WHAT YOU NEED TO DO. Once the line with "let mut promoted = Vec::new();" is found in the entries below, repeat that line and every one after it exactly, ending at the last.

Stored items
....................
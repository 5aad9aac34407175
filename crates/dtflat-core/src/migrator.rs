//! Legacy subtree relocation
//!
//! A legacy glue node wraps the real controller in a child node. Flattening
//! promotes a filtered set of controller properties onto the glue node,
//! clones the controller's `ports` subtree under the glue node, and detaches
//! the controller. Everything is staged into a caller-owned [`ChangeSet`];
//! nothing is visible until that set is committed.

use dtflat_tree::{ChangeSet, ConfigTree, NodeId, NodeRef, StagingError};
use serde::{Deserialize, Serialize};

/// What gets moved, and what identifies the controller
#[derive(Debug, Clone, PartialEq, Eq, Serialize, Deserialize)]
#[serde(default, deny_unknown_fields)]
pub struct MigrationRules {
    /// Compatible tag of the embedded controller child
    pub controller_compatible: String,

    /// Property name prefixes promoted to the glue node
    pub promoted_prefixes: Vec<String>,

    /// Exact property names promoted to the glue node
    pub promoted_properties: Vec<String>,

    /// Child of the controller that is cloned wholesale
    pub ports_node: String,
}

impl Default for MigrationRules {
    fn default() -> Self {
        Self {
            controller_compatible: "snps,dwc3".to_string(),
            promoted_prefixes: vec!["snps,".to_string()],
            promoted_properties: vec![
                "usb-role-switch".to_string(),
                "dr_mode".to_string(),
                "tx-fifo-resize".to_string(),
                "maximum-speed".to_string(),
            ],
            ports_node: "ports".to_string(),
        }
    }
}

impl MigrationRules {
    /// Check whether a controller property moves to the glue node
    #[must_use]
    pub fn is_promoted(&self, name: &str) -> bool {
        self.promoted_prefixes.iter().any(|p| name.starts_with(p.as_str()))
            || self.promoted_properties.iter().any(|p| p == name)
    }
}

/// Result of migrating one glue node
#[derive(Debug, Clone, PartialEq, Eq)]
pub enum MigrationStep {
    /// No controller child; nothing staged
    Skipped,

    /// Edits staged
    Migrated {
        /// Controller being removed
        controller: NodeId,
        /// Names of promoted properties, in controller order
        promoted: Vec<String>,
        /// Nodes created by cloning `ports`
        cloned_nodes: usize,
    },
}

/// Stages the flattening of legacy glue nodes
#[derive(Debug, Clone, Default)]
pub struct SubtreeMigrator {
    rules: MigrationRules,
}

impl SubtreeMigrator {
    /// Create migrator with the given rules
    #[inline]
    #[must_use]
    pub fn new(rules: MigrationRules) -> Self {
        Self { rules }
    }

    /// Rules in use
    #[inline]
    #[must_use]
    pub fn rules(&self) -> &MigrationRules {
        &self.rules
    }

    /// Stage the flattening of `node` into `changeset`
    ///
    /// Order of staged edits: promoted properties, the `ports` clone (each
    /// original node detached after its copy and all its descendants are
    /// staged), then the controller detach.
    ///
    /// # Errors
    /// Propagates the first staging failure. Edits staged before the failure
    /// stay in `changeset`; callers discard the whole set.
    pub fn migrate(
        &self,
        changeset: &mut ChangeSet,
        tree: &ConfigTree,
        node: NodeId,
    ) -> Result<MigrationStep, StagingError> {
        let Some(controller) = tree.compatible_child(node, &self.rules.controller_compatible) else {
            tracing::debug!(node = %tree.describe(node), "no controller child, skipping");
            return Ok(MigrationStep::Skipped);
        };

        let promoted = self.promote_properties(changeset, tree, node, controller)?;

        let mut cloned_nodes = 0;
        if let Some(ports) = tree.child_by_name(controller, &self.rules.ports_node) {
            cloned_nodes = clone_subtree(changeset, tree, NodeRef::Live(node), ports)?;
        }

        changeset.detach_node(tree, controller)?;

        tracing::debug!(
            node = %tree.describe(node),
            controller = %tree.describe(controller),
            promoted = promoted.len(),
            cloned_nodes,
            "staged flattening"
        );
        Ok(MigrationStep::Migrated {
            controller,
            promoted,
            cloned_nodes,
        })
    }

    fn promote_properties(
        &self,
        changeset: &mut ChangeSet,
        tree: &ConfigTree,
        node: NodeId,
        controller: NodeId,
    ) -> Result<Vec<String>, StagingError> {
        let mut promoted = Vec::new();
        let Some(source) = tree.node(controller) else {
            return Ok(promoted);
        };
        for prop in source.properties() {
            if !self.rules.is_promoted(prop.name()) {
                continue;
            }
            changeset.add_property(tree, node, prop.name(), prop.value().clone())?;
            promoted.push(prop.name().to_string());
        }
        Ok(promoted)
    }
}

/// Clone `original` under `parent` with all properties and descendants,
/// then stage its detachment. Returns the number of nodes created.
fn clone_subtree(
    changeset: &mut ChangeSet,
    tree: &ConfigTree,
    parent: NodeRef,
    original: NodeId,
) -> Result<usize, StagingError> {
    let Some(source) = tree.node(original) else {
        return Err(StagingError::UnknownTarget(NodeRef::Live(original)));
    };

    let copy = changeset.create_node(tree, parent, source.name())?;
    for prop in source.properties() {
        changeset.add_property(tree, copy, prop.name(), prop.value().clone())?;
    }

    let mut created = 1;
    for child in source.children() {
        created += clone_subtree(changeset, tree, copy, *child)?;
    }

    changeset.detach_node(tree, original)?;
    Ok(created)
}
....................
EXERCISE RESULT.
        let mut promoted = Vec::new();
        let Some(source) = tree.node(controller) else {
            return Ok(promoted);
        };
        for prop in source.properties() {
            if !self.rules.is_promoted(prop.name()) {
                continue;
            }
            changeset.add_property(tree, node, prop.name(), prop.value().clone())?;
            promoted.push(prop.name().to_string());
        }
        Ok(promoted)
    }
}

/// Clone `original` under `parent` with all properties and descendants,
/// then stage its detachment. Returns the number of nodes created.
fn clone_subtree(
    changeset: &mut ChangeSet,
    tree: &ConfigTree,
    parent: NodeRef,
    original: NodeId,
) -> Result<usize, StagingError> {
    let Some(source) = tree.node(original) else {
        return Err(StagingError::UnknownTarget(NodeRef::Live(original)));
    };

    let copy = changeset.create_node(tree, parent, source.name())?;
    for prop in source.properties() {
        changeset.add_property(tree, copy, prop.name(), prop.value().clone())?;
    }

    let mut created = 1;
    for child in source.children() {
        created += clone_subtree(changeset, tree, copy, *child)?;
    }

    changeset.detach_node(tree, original)?;
    Ok(created)
}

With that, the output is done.